Regions (indicated by colour) displayed over territorial authorities

Some outlying islands are not included within regional boundaries. The Chatham Islands is not in a region, although its council has some of the powers of a regional council under the Resource Management Act 1991. The Kermadecs and the subantarctic islands are inhabited only by a small number of Department of Conservation staff and there is no regional council for these islands.

===Governance===
Regional councils are popularly elected every three years in accordance with the Local Electoral Act 2001. Councils may use a first-past-the-post or single transferable vote system.
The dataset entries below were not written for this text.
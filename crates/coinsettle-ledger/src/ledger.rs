//! Custodial balance ledger.
//!
//! The [`BalanceLedger`] is the source of truth for all custodial balances.
//! Every mutation appends exactly one immutable [`LedgerTransaction`] and
//! updates the cached balance inside the same per-account critical section:
//! either both are visible or neither is.
//!
//! Serializability is **per account**: the read-balance-then-write sequence
//! holds the account's mutex for its whole duration, so two concurrent
//! debits can never both observe a stale sufficient balance. Operations on
//! different accounts take no shared lock and run fully in parallel.

use std::collections::HashMap;
use std::sync::{Arc, Mutex, RwLock};

use chrono::Utc;
use coinsettle_types::currency::{fiat_precision, smallest_unit};
use coinsettle_types::{
    AccountId, AccountStatus, CoinsettleError, CustodialAccount, LedgerTransaction, LedgerTxId,
    OrderId, Result, UserId,
};
use rust_decimal::Decimal;

/// An account plus its append-only transaction log, guarded as one unit.
struct AccountCell {
    account: CustodialAccount,
    transactions: Vec<LedgerTransaction>,
}

/// Owns all custodial accounts and serializes mutations per account.
pub struct BalanceLedger {
    accounts: RwLock<HashMap<AccountId, Arc<Mutex<AccountCell>>>>,
    by_user: RwLock<HashMap<(UserId, String), AccountId>>,
}

impl BalanceLedger {
    #[must_use]
    pub fn new() -> Self {
        Self {
            accounts: RwLock::new(HashMap::new()),
            by_user: RwLock::new(HashMap::new()),
        }
    }

    /// Open a custodial account for a (user, currency) pair.
    ///
    /// # Errors
    /// Returns [`CoinsettleError::AccountAlreadyExists`] if one exists.
    pub fn open_account(&self, user_id: UserId, currency: &str) -> Result<CustodialAccount> {
        let mut by_user = self.by_user.write().expect("ledger index lock poisoned");
        let key = (user_id, currency.to_string());
        if by_user.contains_key(&key) {
            return Err(CoinsettleError::AccountAlreadyExists);
        }

        let account = CustodialAccount::open(user_id, currency);
        let id = account.id;
        by_user.insert(key, id);
        self.accounts
            .write()
            .expect("ledger accounts lock poisoned")
            .insert(
                id,
                Arc::new(Mutex::new(AccountCell {
                    account: account.clone(),
                    transactions: Vec::new(),
                })),
            );
        tracing::info!(account_id = %id, user_id = %user_id, currency, "custodial account opened");
        Ok(account)
    }

    fn cell(&self, account_id: AccountId) -> Result<Arc<Mutex<AccountCell>>> {
        self.accounts
            .read()
            .expect("ledger accounts lock poisoned")
            .get(&account_id)
            .cloned()
            .ok_or(CoinsettleError::AccountNotFound)
    }

    /// The account id for a (user, currency) pair, if provisioned.
    #[must_use]
    pub fn account_id_for(&self, user_id: UserId, currency: &str) -> Option<AccountId> {
        self.by_user
            .read()
            .expect("ledger index lock poisoned")
            .get(&(user_id, currency.to_string()))
            .copied()
    }

    /// Snapshot of an account's current state.
    pub fn account(&self, account_id: AccountId) -> Result<CustodialAccount> {
        let cell = self.cell(account_id)?;
        let guard = cell.lock().expect("account lock poisoned");
        Ok(guard.account.clone())
    }

    /// Atomically debit an account.
    ///
    /// The debit tolerance is one smallest currency unit — it absorbs
    /// floating settlement noise from upstream fee arithmetic, never acts
    /// as a business allowance. A tolerated over-debit clamps the balance
    /// to exactly zero so the non-negative invariant holds.
    ///
    /// # Errors
    /// - [`CoinsettleError::AccountNotFound`] for unknown or failed accounts
    /// - [`CoinsettleError::AccountSuspended`] / [`CoinsettleError::AccountClosed`]
    /// - [`CoinsettleError::InsufficientBalance`] with required/available
    pub fn debit(
        &self,
        account_id: AccountId,
        amount: Decimal,
        order_id: Option<OrderId>,
        memo: &str,
    ) -> Result<LedgerTransaction> {
        Self::require_positive(amount)?;
        let cell = self.cell(account_id)?;
        let mut guard = cell.lock().expect("account lock poisoned");

        match guard.account.status {
            AccountStatus::Active => {}
            AccountStatus::Suspended => return Err(CoinsettleError::AccountSuspended),
            AccountStatus::Closed => return Err(CoinsettleError::AccountClosed),
            AccountStatus::Failed => return Err(CoinsettleError::AccountNotFound),
        }

        let balance = guard.account.balance;
        let tolerance = smallest_unit(fiat_precision(&guard.account.currency));
        if amount > balance + tolerance {
            return Err(CoinsettleError::InsufficientBalance {
                required: amount,
                available: balance,
            });
        }

        // Clamp so a tolerated over-debit lands on exactly zero; the logged
        // delta is the clamped one, keeping balance == sum(tx.amount).
        let new_balance = (balance - amount).max(Decimal::ZERO);
        let tx = Self::append(&mut guard, new_balance - balance, new_balance, order_id, memo);
        tracing::debug!(
            account_id = %account_id,
            amount = %amount,
            balance_after = %new_balance,
            "ledger debit"
        );
        Ok(tx)
    }

    /// Atomically credit an account. No upper bound.
    ///
    /// # Errors
    /// Fails only on CLOSED accounts (or unknown/failed ones).
    pub fn credit(
        &self,
        account_id: AccountId,
        amount: Decimal,
        order_id: Option<OrderId>,
        memo: &str,
    ) -> Result<LedgerTransaction> {
        Self::require_positive(amount)?;
        let cell = self.cell(account_id)?;
        let mut guard = cell.lock().expect("account lock poisoned");

        match guard.account.status {
            AccountStatus::Active | AccountStatus::Suspended => {}
            AccountStatus::Closed => return Err(CoinsettleError::AccountClosed),
            AccountStatus::Failed => return Err(CoinsettleError::AccountNotFound),
        }

        let new_balance = guard.account.balance + amount;
        let tx = Self::append(&mut guard, amount, new_balance, order_id, memo);
        tracing::debug!(
            account_id = %account_id,
            amount = %amount,
            balance_after = %new_balance,
            "ledger credit"
        );
        Ok(tx)
    }

    /// Suspend an account: further debits blocked, reads and credits allowed.
    pub fn suspend(&self, account_id: AccountId) -> Result<()> {
        self.set_status(account_id, AccountStatus::Suspended)
    }

    /// Reactivate a suspended account.
    pub fn reactivate(&self, account_id: AccountId) -> Result<()> {
        self.set_status(account_id, AccountStatus::Active)
    }

    /// Close an account. Terminal — no further mutations of any kind.
    pub fn close(&self, account_id: AccountId) -> Result<()> {
        self.set_status(account_id, AccountStatus::Closed)
    }

    fn set_status(&self, account_id: AccountId, status: AccountStatus) -> Result<()> {
        let cell = self.cell(account_id)?;
        let mut guard = cell.lock().expect("account lock poisoned");
        if guard.account.status == AccountStatus::Closed {
            return Err(CoinsettleError::AccountClosed);
        }
        guard.account.status = status;
        guard.account.updated_at = Utc::now();
        Ok(())
    }

    /// Copy of the account's transaction log, oldest first.
    pub fn transactions(&self, account_id: AccountId) -> Result<Vec<LedgerTransaction>> {
        let cell = self.cell(account_id)?;
        let guard = cell.lock().expect("account lock poisoned");
        Ok(guard.transactions.clone())
    }

    /// Audit: the cached balance must equal the sum of all transaction
    /// amounts for the account.
    ///
    /// # Errors
    /// Returns [`CoinsettleError::LedgerInvariantViolation`] on any drift.
    pub fn verify_account(&self, account_id: AccountId) -> Result<()> {
        let cell = self.cell(account_id)?;
        let guard = cell.lock().expect("account lock poisoned");
        let tx_sum: Decimal = guard.transactions.iter().map(|tx| tx.amount).sum();
        if tx_sum != guard.account.balance {
            return Err(CoinsettleError::LedgerInvariantViolation {
                reason: format!(
                    "account {account_id}: balance {} != transaction sum {tx_sum}",
                    guard.account.balance
                ),
            });
        }
        Ok(())
    }

    fn require_positive(amount: Decimal) -> Result<()> {
        if amount.is_zero() || amount.is_sign_negative() {
            return Err(CoinsettleError::ValidationError {
                field: "amount",
                reason: format!("must be positive, got {amount}"),
            });
        }
        Ok(())
    }

    fn append(
        guard: &mut AccountCell,
        signed_amount: Decimal,
        new_balance: Decimal,
        order_id: Option<OrderId>,
        memo: &str,
    ) -> LedgerTransaction {
        let now = Utc::now();
        let tx = LedgerTransaction {
            id: LedgerTxId::new(),
            account_id: guard.account.id,
            amount: signed_amount,
            balance_after: new_balance,
            order_id,
            memo: memo.to_string(),
            created_at: now,
        };
        guard.account.balance = new_balance;
        guard.account.updated_at = now;
        guard.transactions.push(tx.clone());
        tx
    }
}

impl Default for BalanceLedger {
    fn default() -> Self {
        Self::new()
    }
}
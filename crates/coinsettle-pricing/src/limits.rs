//! Limit guard — hard gate for purchase requests.
//!
//! Two independent, composable checks, both of which must pass before an
//! order is persisted:
//!
//! 1. **Per-trade bound**: the crypto amount must lie within the pair's
//!    `[min, max]` interval.
//! 2. **Rolling cap**: cumulative fiat spend over the trailing window plus
//!    the candidate order must not exceed the verification-tier cap.
//!
//! Fail-closed: the guard only evaluates comparisons — tier caps and the
//! window duration are configuration inputs, and the historical spend is
//! aggregated by the caller from its order store.

use chrono::{DateTime, Utc};
use coinsettle_types::{
    BoundSide, CoinsettleError, Order, PairConfig, Result, TierLimits, UserId, VerificationTier,
};
use rust_decimal::Decimal;

/// Validates purchase requests against per-trade bounds and rolling caps.
pub struct LimitGuard {
    limits: TierLimits,
}

impl LimitGuard {
    #[must_use]
    pub fn new(limits: TierLimits) -> Self {
        Self { limits }
    }

    /// The configured tier limits.
    #[must_use]
    pub fn limits(&self) -> &TierLimits {
        &self.limits
    }

    /// Per-trade bound check against the pair configuration.
    ///
    /// # Errors
    /// Returns [`CoinsettleError::OutOfBounds`] naming the violated side.
    pub fn check_bounds(pair: &PairConfig, crypto_amount: Decimal) -> Result<()> {
        if crypto_amount < pair.min_crypto_amount {
            return Err(CoinsettleError::OutOfBounds {
                side: BoundSide::Min,
                amount: crypto_amount,
                bound: pair.min_crypto_amount,
            });
        }
        if crypto_amount > pair.max_crypto_amount {
            return Err(CoinsettleError::OutOfBounds {
                side: BoundSide::Max,
                amount: crypto_amount,
                bound: pair.max_crypto_amount,
            });
        }
        Ok(())
    }

    /// Sum of `fiat_total` over the user's orders created within the
    /// trailing window, excluding cancelled/failed/expired orders.
    #[must_use]
    pub fn window_spend<'a, I>(&self, user_id: UserId, orders: I, now: DateTime<Utc>) -> Decimal
    where
        I: IntoIterator<Item = &'a Order>,
    {
        let window = self.limits.window();
        orders
            .into_iter()
            .filter(|o| o.user_id == user_id)
            .filter(|o| o.status.counts_toward_limit())
            .filter(|o| o.within_window(now, window))
            .map(|o| o.fiat_total)
            .sum()
    }

    /// Rolling-cap check: `used + candidate` must not exceed the tier cap.
    ///
    /// # Errors
    /// Returns [`CoinsettleError::LimitExceeded`] with `used`, `limit`, and
    /// `remaining` exactly as observed — the caller surfaces them verbatim.
    pub fn check_cap(
        &self,
        tier: VerificationTier,
        used: Decimal,
        candidate_total: Decimal,
    ) -> Result<()> {
        let limit = self.limits.cap_for(tier);
        if used + candidate_total > limit {
            return Err(CoinsettleError::LimitExceeded {
                used,
                limit,
                remaining: limit - used,
            });
        }
        Ok(())
    }
}
//! # coinsettle-types
//!
//! Shared types, errors, and configuration for the **CoinSettle** order
//! settlement & balance ledger engine.
//!
//! This crate is the leaf dependency of the workspace — every other crate
//! depends on it. It defines:
//!
//! - **Identifiers**: [`OrderId`], [`UserId`], [`AccountId`], [`LedgerTxId`],
//!   [`PayInId`], [`PaymentReference`], [`IdempotencyKey`], [`CurrencyPair`]
//! - **Order model**: [`Order`], [`OrderStatus`], [`PaymentMethod`]
//! - **Ledger model**: [`CustodialAccount`], [`AccountStatus`], [`LedgerTransaction`]
//! - **Reconciliation model**: [`PayIn`], [`PayInStatus`], [`PayInSource`]
//! - **Configuration**: [`PairConfig`], [`VerificationTier`], [`TierLimits`]
//! - **Events**: [`OrderEvent`]
//! - **Errors**: [`CoinsettleError`] with `CS_ERR_` prefix codes
//! - **Money helpers**: rounding and precision in [`currency`]
//! - **Constants**: system-wide limits and defaults

pub mod account;
pub mod config;
pub mod constants;
pub mod currency;
pub mod error;
pub mod event;
pub mod ids;
pub mod order;
pub mod payin;

// Re-export all primary types at crate root for ergonomic imports:
//   use coinsettle_types::{Order, CustodialAccount, PayIn, ...};

pub use account::*;
pub use config::*;
pub use error::*;
pub use event::*;
pub use ids::*;
pub use order::*;
pub use payin::*;

// Money helpers are accessed via `coinsettle_types::currency::round_money`,
// constants via `coinsettle_types::constants::FOO`
// (not re-exported to avoid name collisions).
The chairperson is selected by the elected council members.

===Finances===
Regional councils are funded through property rates, subsidies from central government, income from trading, and user charges for certain public services. Councils set their own levels of rates, though the mechanism for collecting it usually involves channelling through the territorial authority collection system.

== Regional chairs ==

List of current regional chairs
| Region | Chair |  | Affiliation | Elected |
|---|---|---|---|---|
| Northland |  | Pita Tipene | Independent | 5 November 2025 |
| Waikato |  | Warren Maher | Rates Control Team | 29 October 2025 |
| Bay of Plenty |  | Matemoana McDonald | Independent | October 2025 |
| Hawke's Bay |  | Sophie Siers | Independent | 29 October 2025 |
| Taranaki |  | Craig Williamson | Independent | 18 February 2025 |
| Manawatū-Whanganui |  | Nikki Riley | Independent | 29 October 2025 |
| Greater Wellington |  | Daran Ponter | Labour | October 2019 |
| West Coast |  | Colin Smith | Independent | 29 October 2025 |
| Canterbury |  | Deon Swiggs | Independent | 29 October 2025 |
| Otago |  | Hilary Calvert | Vision Otago | 29 October 2025 |
| Southland |  | Jeremy McPhail | Independent | October 2025 |

==Predecessors of current structure==
===Auckland===
The Auckland Regional Council (now the Auckland Council) was preceded by the Auckland Regional Authority (ARA), which existed from 1963 to 1989.

===Wellington===
The Wellington Regional Council was first formed in 1980 from a merger of the Wellington Regional Planning Authority and the Wellington Regional Water Board.

===United councils===
In 1978, legislation was passed enabling the formation of regions that had united councils. Twenty regions were designated, excluding the Auckland and Wellington areas. For most of the country this was the first time there had been a regional level of government since the abolition of provinces in 1876.
Councillors were not elected directly – they were appointed from the various territorial local authorities (TLAs) within the region.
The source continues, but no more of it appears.